# Introduction to rectifiable currents

**Lecturer:**Emanuele Spadaro**Date:**Lecture: Tuesday 10.00 - 12.00**Date:**Exercises/reading seminar: Monday 16.00 - 18.00**Room:**MPI MiS A02**Language:**English**Target audience:**PhD students, Postdocs**Content (Keywords):**Minimal Surfaces, Geometric Measure Theory, Regularity Theory of nonlinear PDEs**Prerequisites:**This is an advanced class in Geometric Measure Theory. It is assumed a good knowledge about**differential geometry, measure theory, functional analysis and partial differential equations**. The basic results and the techniques borrowed by these fields will be every time suitably introduced and discussed, but no proof will be provided.

## Abstract

In this class I will present the theory of rectifiable currents. These are a measure theoretic analog of the notion of smooth submanifolds of Riemannian manifolds, and emerge in many applications in geometric analysis and mathematical physics.
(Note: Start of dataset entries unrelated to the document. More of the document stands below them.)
//! Command-line interface definitions for catalog_sync.
//!
//! Options can be given as flags or environment variables. Anything not
//! given here falls back to the YAML config file, then to built-in defaults.

use clap::{Parser, Subcommand};

/// Command-line arguments for catalog_sync.
///
/// # Examples
///
/// ```sh
/// # Import a single article
/// catalog_sync import https://blog.csdn.net/someone/article/details/123
///
/// # Sync a list of URLs, four at a time, writing the report to ./reports
/// catalog_sync --concurrency 4 -r ./reports sync --file urls.txt
///
/// # Sync every tracked GitHub project
/// GITHUB_TOKEN=ghp_xxx catalog_sync -c config.yaml sync-projects
/// ```
#[derive(Parser, Debug)]
#[command(author, version, about)]
pub struct Cli {
    /// Optional path to config.yaml file
    #[arg(short, long, env = "CATALOG_SYNC_CONFIG")]
    pub config: Option<String>,

    /// GitHub API token
    #[arg(long, env = "GITHUB_TOKEN", hide_env_values = true)]
    pub github_token: Option<String>,

    /// GitHub API base URL (for GitHub Enterprise)
    #[arg(long)]
    pub github_api_base: Option<String>,

    /// Maximum number of items synced concurrently
    #[arg(long)]
    pub concurrency: Option<usize>,

    /// Per-request timeout in seconds
    #[arg(long)]
    pub timeout_secs: Option<u64>,

    /// Number of recent commits stored per repository
    #[arg(long)]
    pub commit_limit: Option<u32>,

    /// Retries for timeouts, 5xx and rate limits (0 disables retrying)
    #[arg(long)]
    pub max_retries: Option<usize>,

    /// First retry delay in milliseconds, doubled on each attempt
    #[arg(long)]
    pub retry_base_delay_ms: Option<u64>,

    /// Upper bound on a single retry delay in milliseconds
    #[arg(long)]
    pub retry_max_delay_ms: Option<u64>,

    /// Path of the JSON catalog file
    #[arg(short, long)]
    pub store: Option<String>,

    /// Reject items that already exist instead of updating them
    #[arg(long)]
    pub skip_existing: bool,

    /// Output directory for JSON and Markdown batch reports
    #[arg(short, long)]
    pub report_dir: Option<String>,

    #[command(subcommand)]
    pub command: Command,
}

#[derive(Subcommand, Debug, PartialEq, Eq)]
pub enum Command {
    /// Import one article or repository by URL
    Import {
        url: String,
    },
    /// Sync a batch of URLs
    Sync {
        /// URLs to sync
        urls: Vec<String>,

        /// File with one URL per line (blank lines and `#` comments ignored)
        #[arg(short, long)]
        file: Option<String>,
    },
    /// Sync every tracked GitHub project
    SyncProjects,
}

/// Parse a URL list file: one URL per line, `#` starts a comment.
pub fn parse_url_list(text: &str) -> Vec<String> {
    text.lines()
        .map(|line| line.split('#').next().unwrap_or("").trim())
        .filter(|line| !line.is_empty())
        .map(str::to_string)
        .collect()
}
After an introduction concerning the general aspects of the topic and the basic definitions, the course will cover:

- the
**Federer and Fleming's theory**, reviewed in the "metric space'' approach by Ambrosio and Kirchheim; - the
**regularity**of codimension 1 mass minimizing currents; - the analysis of
**singular cones**, and consequent dimension reduction arguments for the singular set; - (time permitting) the
**boundary regularity**of codimension 1 mass minimizing currents, after Hardt and Simon.

**References**

- L. Simon,
*Lecture notes on Geometric Measure Theory*. - F. Lin and X. Yang,
*Geometric Measure Theory. An introduction*. - S. Krantz and H. Parks,
*Geometric Integration Theory.*

## Exercises/reading seminar

The class will be complemented by an exercise section and a reading seminar. The participants will be asked to actively take part to the course by solving some exercise sheets (which will integrate the lectures) and giving a seminar on a previously assigned paper on related topics.